Pour prendre part à cette expérience « électro-contée » conçue par La Muse en Circuit, Centre national de création musicale qui tend à « décloisonner le champ de l’art sonore, musiques nouvelles voire novatrices », lit-on sur le site internet de la structure, il suffit d’échanger sa pièce d’identité contre un casque. Un troc habituel dans le milieu des arts de rue, dont Abbi Patrix soulève l’étrangeté dès les premières minutes de FAKE, lorsqu’il apparaît au milieu du groupe casqué et, circonstances obligent, masqué. « Un casque contre une identité ! », s’exclame le conteur dont la voix nous parvient au creux des oreilles. Très libre adaptation de Peer Gynt d’Henrik Ibsen, la pièce conçue par Wilfried Wendling prolonge le questionnement identitaire présent dans sa source. Il interroge aussi les codes de la représentation et ses limites. Aussi audacieux et inventif en matière de conte que Wilfried Wendling l’est en musique, Abbi Patrix excelle à s’emparer de nouveaux outils pour mettre sa parole au diapason de la ville et de l’époque.
Accompagné de Julien Desprez, dont la guitare électrique se mêle sous nos casques à des sons préenregistrés – notamment ceux d’une fausse radio, qui diffuse régulièrement des nouvelles tragiques, souvent en rapport avec l’immigration –, le conteur commence par poser des questions aux personnes présentes. « Vous sentez-vous vous-même ? », « Est-ce que vous mentez ? », « Êtes-vous heureux ? »… Casqués et non-casqués font partie de l’histoire. Ils remplacent tous les personnages que croise sur son chemin l’aventureux Peer Gynt : paysans, forgerons, maître chanteur, mais aussi trolls et autres créatures de la forêt. Bien qu’ils soient compliqués par les mesures sanitaires, dont Abbi Patrix joue autant que possible, ces entretiens initiaux nous placent quelque part entre réel et fiction. Dans un entre-deux qui perturbe nos perceptions habituelles, et renouvelle notre approche du paysage autant que du texte que s’approprient le comédien et les musiciens.

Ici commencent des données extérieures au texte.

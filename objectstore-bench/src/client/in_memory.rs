//! In-memory storage client for dry runs and tests.
//!
//! This provides a [`StorageClient`] backed by a `HashMap`, removing the need for a running
//! storage service. The client is [`Clone`] so tests can hold a handle for direct inspection
//! while the benchmark owns a boxed copy. Payloads are consumed and counted but not retained.
//!
//! A few knobs allow simulating misbehaving services: failing uploads, short writes, wrong sizes
//! reported on lookups and artificial latency.

use std::collections::HashMap;
use std::sync::{Arc, Mutex};
use std::time::Duration;

use tokio::io::AsyncReadExt;

use super::{
    ListedObject, ObjectStat, PutOptions, PutResult, StatOptions, StorageClient, StorageError,
    StorageResult,
};
use crate::generator::Payload;

#[derive(Debug)]
struct Version {
    version_id: Option<String>,
    size: u64,
}

#[derive(Debug, Default)]
struct Bucket {
    versioned: bool,
    next_version: u64,
    objects: HashMap<String, Vec<Version>>,
}

#[derive(Debug, Default)]
struct Faults {
    fail_puts: bool,
    fail_put_at: Option<usize>,
    puts: usize,
    missing_bytes: u64,
    size_overrides: HashMap<String, u64>,
}

#[derive(Debug, Default)]
struct Store {
    buckets: HashMap<String, Bucket>,
    faults: Faults,
}

/// A [`StorageClient`] keeping all buckets in process memory.
///
/// Clones share the same store. Faults can be injected to exercise error paths.
#[derive(Debug, Clone)]
pub struct InMemoryClient {
    endpoint: String,
    latency: Duration,
    store: Arc<Mutex<Store>>,
}

impl InMemoryClient {
    /// Creates a client with an empty store and no latency.
    pub fn new(endpoint: impl Into<String>) -> Self {
        Self {
            endpoint: endpoint.into(),
            latency: Duration::ZERO,
            store: Arc::new(Mutex::new(Store::default())),
        }
    }

    /// Returns a client for another endpoint sharing the same store.
    pub fn with_endpoint(&self, endpoint: impl Into<String>) -> Self {
        Self {
            endpoint: endpoint.into(),
            latency: self.latency,
            store: Arc::clone(&self.store),
        }
    }

    /// Delays every call by the given duration.
    pub fn with_latency(mut self, latency: Duration) -> Self {
        self.latency = latency;
        self
    }

    /// Makes all subsequent uploads fail.
    pub fn fail_puts(&self, fail: bool) {
        self.store.lock().unwrap().faults.fail_puts = fail;
    }

    /// Makes only the `nth` upload from now on fail, counting from 1.
    pub fn fail_nth_put(&self, nth: usize) {
        let mut store = self.store.lock().unwrap();
        store.faults.puts = 0;
        store.faults.fail_put_at = Some(nth);
    }

    /// Makes all subsequent uploads acknowledge `missing` bytes less than were sent.
    pub fn short_writes(&self, missing: u64) {
        self.store.lock().unwrap().faults.missing_bytes = missing;
    }

    /// Reports the given size for all lookups of `key`, regardless of what is stored.
    pub fn override_size(&self, key: impl Into<String>, size: u64) {
        self.store
            .lock()
            .unwrap()
            .faults
            .size_overrides
            .insert(key.into(), size);
    }

    /// Returns the number of stored object versions in the bucket.
    pub fn object_count(&self, bucket: &str) -> usize {
        let store = self.store.lock().unwrap();
        store
            .buckets
            .get(bucket)
            .map(|bucket| bucket.objects.values().map(Vec::len).sum())
            .unwrap_or(0)
    }

    /// Returns `true` if the bucket has no stored objects.
    pub fn is_empty(&self, bucket: &str) -> bool {
        self.object_count(bucket) == 0
    }

    /// Returns `true` if versioning is enabled on the bucket.
    pub fn is_versioned(&self, bucket: &str) -> bool {
        let store = self.store.lock().unwrap();
        store
            .buckets
            .get(bucket)
            .is_some_and(|bucket| bucket.versioned)
    }

    async fn simulate_latency(&self) {
        if self.latency.is_zero() {
            tokio::task::yield_now().await;
        } else {
            tokio::time::sleep(self.latency).await;
        }
    }
}

#[async_trait::async_trait]
impl StorageClient for InMemoryClient {
    fn endpoint(&self) -> &str {
        &self.endpoint
    }

    async fn create_bucket(&self, bucket: &str) -> StorageResult<()> {
        self.simulate_latency().await;
        let mut store = self.store.lock().unwrap();
        store.buckets.entry(bucket.to_owned()).or_default();
        Ok(())
    }

    async fn enable_versioning(&self, bucket: &str) -> StorageResult<()> {
        self.simulate_latency().await;
        let mut store = self.store.lock().unwrap();
        let bucket = store
            .buckets
            .get_mut(bucket)
            .ok_or_else(|| StorageError::NotFound(bucket.to_owned()))?;
        bucket.versioned = true;
        Ok(())
    }

    async fn put_object(
        &self,
        bucket: &str,
        key: &str,
        payload: Payload,
        size: u64,
        _opts: &PutOptions,
    ) -> StorageResult<PutResult> {
        self.simulate_latency().await;
        let written = tokio::io::copy(&mut payload.take(size), &mut tokio::io::sink()).await?;

        let mut store = self.store.lock().unwrap();
        store.faults.puts += 1;
        if store.faults.fail_puts || store.faults.fail_put_at == Some(store.faults.puts) {
            return Err(StorageError::Generic(format!("simulated failure uploading `{key}`")));
        }
        let written = written.saturating_sub(store.faults.missing_bytes);

        let bucket_name = bucket;
        let bucket = store
            .buckets
            .get_mut(bucket)
            .ok_or_else(|| StorageError::NotFound(bucket_name.to_owned()))?;

        let version_id = bucket.versioned.then(|| {
            bucket.next_version += 1;
            format!("{:016x}", bucket.next_version)
        });

        let versions = bucket.objects.entry(key.to_owned()).or_default();
        if version_id.is_none() {
            versions.clear();
        }
        versions.push(Version {
            version_id: version_id.clone(),
            size: written,
        });

        Ok(PutResult {
            version_id,
            size: written,
        })
    }

    async fn stat_object(
        &self,
        bucket: &str,
        key: &str,
        opts: &StatOptions,
    ) -> StorageResult<ObjectStat> {
        self.simulate_latency().await;
        let store = self.store.lock().unwrap();
        let versions = store
            .buckets
            .get(bucket)
            .and_then(|bucket| bucket.objects.get(key))
            .ok_or_else(|| StorageError::NotFound(key.to_owned()))?;

        let version = match &opts.version_id {
            Some(version_id) => versions
                .iter()
                .find(|v| v.version_id.as_ref() == Some(version_id)),
            None => versions.last(),
        }
        .ok_or_else(|| StorageError::NotFound(key.to_owned()))?;

        let size = store
            .faults
            .size_overrides
            .get(key)
            .copied()
            .unwrap_or(version.size);

        Ok(ObjectStat {
            size,
            version_id: version.version_id.clone(),
        })
    }

    async fn list_objects(&self, bucket: &str) -> StorageResult<Vec<ListedObject>> {
        self.simulate_latency().await;
        let store = self.store.lock().unwrap();
        let bucket = store
            .buckets
            .get(bucket)
            .ok_or_else(|| StorageError::NotFound(bucket.to_owned()))?;

        let objects = bucket
            .objects
            .iter()
            .flat_map(|(key, versions)| {
                versions.iter().map(|version| ListedObject {
                    key: key.clone(),
                    version_id: version.version_id.clone(),
                })
            })
            .collect();

        Ok(objects)
    }

    async fn delete_object(
        &self,
        bucket: &str,
        key: &str,
        version_id: Option<&str>,
    ) -> StorageResult<()> {
        self.simulate_latency().await;
        let mut store = self.store.lock().unwrap();
        let Some(bucket) = store.buckets.get_mut(bucket) else {
            return Ok(());
        };

        if let Some(versions) = bucket.objects.get_mut(key) {
            match version_id {
                Some(version_id) => {
                    versions.retain(|v| v.version_id.as_deref() != Some(version_id))
                }
                None => versions.clear(),
            }
            if versions.is_empty() {
                bucket.objects.remove(key);
            }
        }

        Ok(())
    }
}

#[cfg(test)]
mod tests {
    use rand::SeedableRng;
    use rand::rngs::SmallRng;

    use super::*;

    fn payload(len: u64) -> Payload {
        Payload {
            len,
            rng: SmallRng::seed_from_u64(0),
        }
    }

    #[tokio::test]
    async fn put_stat_delete() {
        let client = InMemoryClient::new("mem");
        client.create_bucket("b").await.unwrap();

        let put = client
            .put_object("b", "k", payload(10), 10, &PutOptions::default())
            .await
            .unwrap();
        assert_eq!(put, PutResult { version_id: None, size: 10 });

        let stat = client
            .stat_object("b", "k", &StatOptions::default())
            .await
            .unwrap();
        assert_eq!(stat.size, 10);

        client.delete_object("b", "k", None).await.unwrap();
        assert!(client.is_empty("b"));
        assert!(matches!(
            client.stat_object("b", "k", &StatOptions::default()).await,
            Err(StorageError::NotFound(_))
        ));
    }

    #[tokio::test]
    async fn versions_are_kept_separately() {
        let client = InMemoryClient::new("mem");
        client.create_bucket("b").await.unwrap();
        client.enable_versioning("b").await.unwrap();

        let v1 = client
            .put_object("b", "k", payload(1), 1, &PutOptions::default())
            .await
            .unwrap();
        let v2 = client
            .put_object("b", "k", payload(2), 2, &PutOptions::default())
            .await
            .unwrap();
        assert_ne!(v1.version_id, v2.version_id);
        assert_eq!(client.object_count("b"), 2);

        let opts = StatOptions {
            version_id: v1.version_id.clone(),
        };
        assert_eq!(client.stat_object("b", "k", &opts).await.unwrap().size, 1);

        client
            .delete_object("b", "k", v1.version_id.as_deref())
            .await
            .unwrap();
        assert_eq!(client.object_count("b"), 1);
    }

    #[tokio::test]
    async fn simulated_faults() {
        let client = InMemoryClient::new("mem");
        client.create_bucket("b").await.unwrap();

        client.short_writes(3);
        let put = client
            .put_object("b", "k", payload(10), 10, &PutOptions::default())
            .await
            .unwrap();
        assert_eq!(put.size, 7);

        client.override_size("k", 99);
        let stat = client
            .stat_object("b", "k", &StatOptions::default())
            .await
            .unwrap();
        assert_eq!(stat.size, 99);

        client.fail_puts(true);
        assert!(
            client
                .put_object("b", "x", payload(1), 1, &PutOptions::default())
                .await
                .is_err()
        );
    }

    #[tokio::test]
    async fn fails_only_the_nth_put() {
        let client = InMemoryClient::new("mem");
        client.create_bucket("b").await.unwrap();
        client.fail_nth_put(2);

        let mut results = Vec::new();
        for key in ["k1", "k2", "k3"] {
            let put = client
                .put_object("b", key, payload(1), 1, &PutOptions::default())
                .await;
            results.push(put.is_ok());
        }

        assert_eq!(results, vec![true, false, true]);
        assert_eq!(client.object_count("b"), 2);
    }

    #[tokio::test]
    async fn lists_all_versions() {
        let client = InMemoryClient::new("mem");
        client.create_bucket("b").await.unwrap();
        client.enable_versioning("b").await.unwrap();

        for key in ["a", "a", "b"] {
            client
                .put_object("b", key, payload(1), 1, &PutOptions::default())
                .await
                .unwrap();
        }

        let mut listed = client.list_objects("b").await.unwrap();
        listed.sort_by(|x, y| (&x.key, &x.version_id).cmp(&(&y.key, &y.version_id)));
        let keys: Vec<_> = listed.iter().map(|o| o.key.as_str()).collect();
        assert_eq!(keys, vec!["a", "a", "b"]);
        assert!(listed.iter().all(|o| o.version_id.is_some()));

        assert!(matches!(
            client.list_objects("missing").await,
            Err(StorageError::NotFound(_))
        ));
    }
}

L’enlèvement d’une certaine Ingrid en plein mariage, son viol, sa rencontre avec l’une des filles du roi de Dovre qui l’entraîne parmi trolls et démons, sa vie d’esclavagiste dans un Maroc fantasmé où il fait fortune avant de tout perdre dans une tempête… Tous les épisodes de la vie mouvementée et souvent scandaleuse de Peer Gynt sont présents dans FAKE. Mais le présent, la vie que l’on croise lors de notre déambulation les bouscule sans cesse. Elle les parasite. Elle nous en éloigne parfois pour mieux nous y replonger ensuite. Grâce à un travail de repérage et d’enquête réalisé par l’équipe du spectacle en amont de chaque représentation, Abbi Patrix ancre l’épopée bancale de Peer Gynt dans le lieu qu’il nous fait traverser. Un forum des associations peut ainsi devenir une noce, un vélo mal garé un fabuleux destrier, une piste cyclable une frontière entre les humains et les trolls. Et un théâtre peut se faire clairière où la fin du anti-héros est célébrée par une symphonie solitaire, sublime.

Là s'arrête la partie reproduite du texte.